=== Section Start ===
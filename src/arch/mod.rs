//! # Arch - Camada de Arquitetura
//!
//! O que é específico de porta fica aqui: barreiras de memória e o layout
//! de bits de PTE de cada porta do page-table engine genérico.

pub mod barrier;
pub mod x86_64;
// Arquivo: klib/hash/table.rs
//
// Propósito: Tabela hash encadeada genérica com resize automático.
// Usada pelo capability space (handle -> capability) e disponível para o
// restante do kernel.
//
// Detalhes de Implementação:
// - Encadeamento para colisões (Vec de buckets, itens por valor).
// - Cresce para 2n+1 buckets começando em n == 89 (recomendação de
//   Thomas Wang): os primeiros tamanhos são primos e os demais têm
//   divisores grandes, o que mitiga funções de hash fracas.
// - Encolhe para n/2 quando a carga cai a 1/4 do limite, nunca abaixo
//   de 89.
// - SEM lock interno: a sincronização é responsabilidade do chamador.

//! Hash Table encadeada com resize

use alloc::vec::Vec;
use core::marker::PhantomData;

/// Número inicial (e mínimo) de buckets.
pub const HT_MIN_BUCKETS: usize = 89;

/// Carga média máxima por bucket antes do resize.
pub const HT_MAX_LOAD: usize = 2;

/// Erros da tabela hash.
#[derive(Debug, Clone, Copy, PartialEq, Eq)]
pub enum HashError {
    /// Falha de alocação na criação. Falha de alocação no *resize* não é
    /// erro: a tabela continua no tamanho atual.
    OutOfMemory,
}

/// Operações fornecidas pelo usuário da tabela.
///
/// `hash`, `key_hash` e `key_equal` são obrigatórias (o trait as exige).
/// `equal` só é necessária se `insert_unique` for usada; a implementação
/// default aborta se invocada sem override.
pub trait TableOps<T> {
    /// Tipo da chave de busca.
    type Key;

    /// Hash de um item já inserido.
    fn hash(item: &T) -> u64;

    /// Hash de uma chave de busca.
    fn key_hash(key: &Self::Key) -> u64;

    /// Compara chave de busca com item.
    fn key_equal(key: &Self::Key, item: &T) -> bool;

    /// Compara dois itens (apenas para `insert_unique`/`find_next`).
    fn equal(_a: &T, _b: &T) -> bool {
        panic!("TableOps::equal nao implementada para esta tabela");
    }

    /// Invocada para cada item removido (remove/clear/apply-Remove).
    fn on_remove(_item: T) {}
}

/// Resultado do callback de `apply`.
#[derive(Debug, Clone, Copy, PartialEq, Eq)]
pub enum Action {
    /// Segue para o próximo item.
    Continue,
    /// Encerra a iteração.
    Stop,
    /// Remove o item atual (e segue). O iterador só remove o item
    /// corrente, nunca o sucessor, então a posição seguinte permanece
    /// válida.
    Remove,
}

/// Posição estável de um item dentro da tabela (enquanto não houver
/// inserção/remoção/resize). Usada pelo par find_cursor/find_next.
#[derive(Debug, Clone, Copy, PartialEq, Eq)]
pub struct Cursor {
    bucket: usize,
    index: usize,
}

pub struct HashTable<T, O: TableOps<T>> {
    buckets: Vec<Vec<T>>,
    item_cnt: usize,
    max_load: usize,
    /// max_load * buckets.len(), cacheado.
    full_item_cnt: usize,
    /// Resize é suprimido durante `apply` e adiado para a saída.
    apply_ongoing: bool,
    _ops: PhantomData<O>,
}

impl<T, O: TableOps<T>> HashTable<T, O> {
    /// Cria a tabela. `init_size == 0` e `max_load == 0` usam os defaults.
    pub fn new(init_size: usize, max_load: usize) -> Result<Self, HashError> {
        let bucket_cnt = round_up_size(init_size);
        let buckets = alloc_buckets(bucket_cnt)?;
        let max_load = if max_load == 0 { HT_MAX_LOAD } else { max_load };

        Ok(Self {
            buckets,
            item_cnt: 0,
            max_load,
            full_item_cnt: max_load * bucket_cnt,
            apply_ongoing: false,
            _ops: PhantomData,
        })
    }

    pub fn len(&self) -> usize {
        self.item_cnt
    }

    pub fn is_empty(&self) -> bool {
        self.item_cnt == 0
    }

    pub fn bucket_count(&self) -> usize {
        self.buckets.len()
    }

    #[inline]
    fn bucket_of_hash(&self, hash: u64) -> usize {
        (hash % self.buckets.len() as u64) as usize
    }

    /// Insere um item. O(1) amortizado; pode disparar crescimento.
    pub fn insert(&mut self, item: T) {
        debug_assert!(!self.apply_ongoing);

        let idx = self.bucket_of_hash(O::hash(&item));
        self.buckets[idx].push(item);
        self.item_cnt += 1;
        self.grow_if_needed();
    }

    /// Insere apenas se não houver item igual (via `O::equal`).
    /// Em caso de duplicata devolve o item ao chamador.
    pub fn insert_unique(&mut self, item: T) -> Result<(), T> {
        debug_assert!(!self.apply_ongoing);

        let idx = self.bucket_of_hash(O::hash(&item));
        // Poderíamos filtrar por hash primeiro, mas equal() tende a ser
        // tão barata quanto hash().
        if self.buckets[idx].iter().any(|cur| O::equal(cur, &item)) {
            return Err(item);
        }

        self.buckets[idx].push(item);
        self.item_cnt += 1;
        self.grow_if_needed();
        Ok(())
    }

    /// Primeiro item cuja chave casa, ou None.
    pub fn find(&self, key: &O::Key) -> Option<&T> {
        let idx = self.bucket_of_hash(O::key_hash(key));
        self.buckets[idx].iter().find(|item| O::key_equal(key, item))
    }

    /// Variante mutável de `find`.
    pub fn find_mut(&mut self, key: &O::Key) -> Option<&mut T> {
        let idx = self.bucket_of_hash(O::key_hash(key));
        self.buckets[idx]
            .iter_mut()
            .find(|item| O::key_equal(key, item))
    }

    /// Como `find`, mas devolve a posição do item para iteração via
    /// `find_next`.
    pub fn find_cursor(&self, key: &O::Key) -> Option<Cursor> {
        let bucket = self.bucket_of_hash(O::key_hash(key));
        self.buckets[bucket]
            .iter()
            .position(|item| O::key_equal(key, item))
            .map(|index| Cursor { bucket, index })
    }

    /// Item na posição do cursor.
    pub fn get(&self, cur: Cursor) -> Option<&T> {
        self.buckets.get(cur.bucket)?.get(cur.index)
    }

    /// Próximo item igual (via `O::equal`) ao item em `cur`, percorrendo
    /// o bucket circularmente até voltar a `first`.
    pub fn find_next(&self, first: Cursor, cur: Cursor) -> Option<Cursor> {
        debug_assert_eq!(first.bucket, cur.bucket);

        let bucket = &self.buckets[cur.bucket];
        let item = &bucket[cur.index];

        // Sucessores diretos do item atual.
        for index in cur.index + 1..bucket.len() {
            if O::equal(&bucket[index], item) {
                return Some(Cursor {
                    bucket: cur.bucket,
                    index,
                });
            }
        }
        // Volta circular: do início do bucket até o primeiro match.
        for index in 0..first.index {
            if O::equal(&bucket[index], item) {
                return Some(Cursor {
                    bucket: cur.bucket,
                    index,
                });
            }
        }

        None
    }

    /// Remove todos os itens que casam com a chave, invocando
    /// `O::on_remove` para cada um. Retorna quantos foram removidos.
    pub fn remove(&mut self, key: &O::Key) -> usize {
        debug_assert!(!self.apply_ongoing);

        let idx = self.bucket_of_hash(O::key_hash(key));
        let bucket = &mut self.buckets[idx];

        let mut removed = 0;
        let mut i = 0;
        while i < bucket.len() {
            if O::key_equal(key, &bucket[i]) {
                O::on_remove(bucket.remove(i));
                removed += 1;
            } else {
                i += 1;
            }
        }

        self.item_cnt -= removed;
        self.shrink_if_needed();
        removed
    }

    /// Aplica `f` a todos os itens.
    ///
    /// O callback pode remover o item corrente (retornando
    /// `Action::Remove`); o sucessor permanece válido. Resize fica
    /// desabilitado durante a iteração e é avaliado na saída.
    pub fn apply<F: FnMut(&mut T) -> Action>(&mut self, mut f: F) {
        if self.item_cnt == 0 {
            return;
        }

        self.apply_ongoing = true;

        'outer: for bucket in self.buckets.iter_mut() {
            let mut i = 0;
            while i < bucket.len() {
                match f(&mut bucket[i]) {
                    Action::Continue => i += 1,
                    Action::Remove => {
                        O::on_remove(bucket.remove(i));
                        self.item_cnt -= 1;
                    }
                    Action::Stop => break 'outer,
                }
            }
        }

        self.apply_ongoing = false;
        self.shrink_if_needed();
        self.grow_if_needed();
    }

    /// Remove todos os itens e encolhe ao tamanho mínimo.
    pub fn clear(&mut self) {
        debug_assert!(!self.apply_ongoing);

        for bucket in self.buckets.iter_mut() {
            for item in bucket.drain(..) {
                O::on_remove(item);
            }
        }
        self.item_cnt = 0;

        if self.buckets.len() > HT_MIN_BUCKETS {
            self.resize(HT_MIN_BUCKETS);
        }
    }

    /// Cresce quando a carga média excede max_load.
    fn grow_if_needed(&mut self) {
        if self.full_item_cnt < self.item_cnt {
            // Mantém bucket_cnt ímpar (possivelmente primo).
            let new_cnt = 2 * self.buckets.len() + 1;
            self.resize(new_cnt);
        }
    }

    /// Encolhe quando a tabela está esparsa.
    fn shrink_if_needed(&mut self) {
        if self.item_cnt <= self.full_item_cnt / 4 && HT_MIN_BUCKETS < self.buckets.len() {
            // De 2n+1 para n: a divisão inteira descarta o +1.
            let new_cnt = self.buckets.len() / 2;
            self.resize(new_cnt);
        }
    }

    /// Realoca os buckets e redistribui os itens. Em falha de alocação a
    /// tabela permanece como está.
    fn resize(&mut self, new_cnt: usize) {
        debug_assert!(new_cnt >= HT_MIN_BUCKETS);

        // Estamos no meio de um apply: resize bagunçaria os buckets.
        if self.apply_ongoing {
            return;
        }

        let mut new_buckets = match alloc_buckets(new_cnt) {
            Ok(b) => b,
            Err(_) => return,
        };

        for bucket in self.buckets.iter_mut() {
            for item in bucket.drain(..) {
                let idx = (O::hash(&item) % new_cnt as u64) as usize;
                new_buckets[idx].push(item);
            }
        }

        self.buckets = new_buckets;
        self.full_item_cnt = self.max_load * new_cnt;
    }
}

/// Arredonda para o tamanho de tabela adequado mais próximo
/// (89, 179, 359, ... = 2^n * 90 - 1).
pub fn round_up_size(size: usize) -> usize {
    let mut rounded = HT_MIN_BUCKETS;
    while rounded < size {
        rounded = 2 * rounded + 1;
    }
    rounded
}

/// Aloca o vetor de buckets de forma falível.
fn alloc_buckets<T>(bucket_cnt: usize) -> Result<Vec<Vec<T>>, HashError> {
    let mut buckets = Vec::new();
    buckets
        .try_reserve_exact(bucket_cnt)
        .map_err(|_| HashError::OutOfMemory)?;
    for _ in 0..bucket_cnt {
        buckets.push(Vec::new());
    }
    Ok(buckets)
}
=== Section End ===
**EXERCISE DESCRIPTION:**
Repeat exactly the lines that run from the opening of the listing through the line holding "89 (recomendação de". Leave out everything else.

**TASK ANSWER:**
filename src/arch/mod.rs
//! # Arch - Camada de Arquitetura
//!
//! O que é específico de porta fica aqui: barreiras de memória e o layout
//! de bits de PTE de cada porta do page-table engine genérico.

pub mod barrier;
pub mod x86_64;
// Arquivo: klib/hash/table.rs
//
// Propósito: Tabela hash encadeada genérica com resize automático.
// Usada pelo capability space (handle -> capability) e disponível para o
// restante do kernel.
//
// Detalhes de Implementação:
// - Encadeamento para colisões (Vec de buckets, itens por valor).
// - Cresce para 2n+1 buckets começando em n == 89 (recomendação de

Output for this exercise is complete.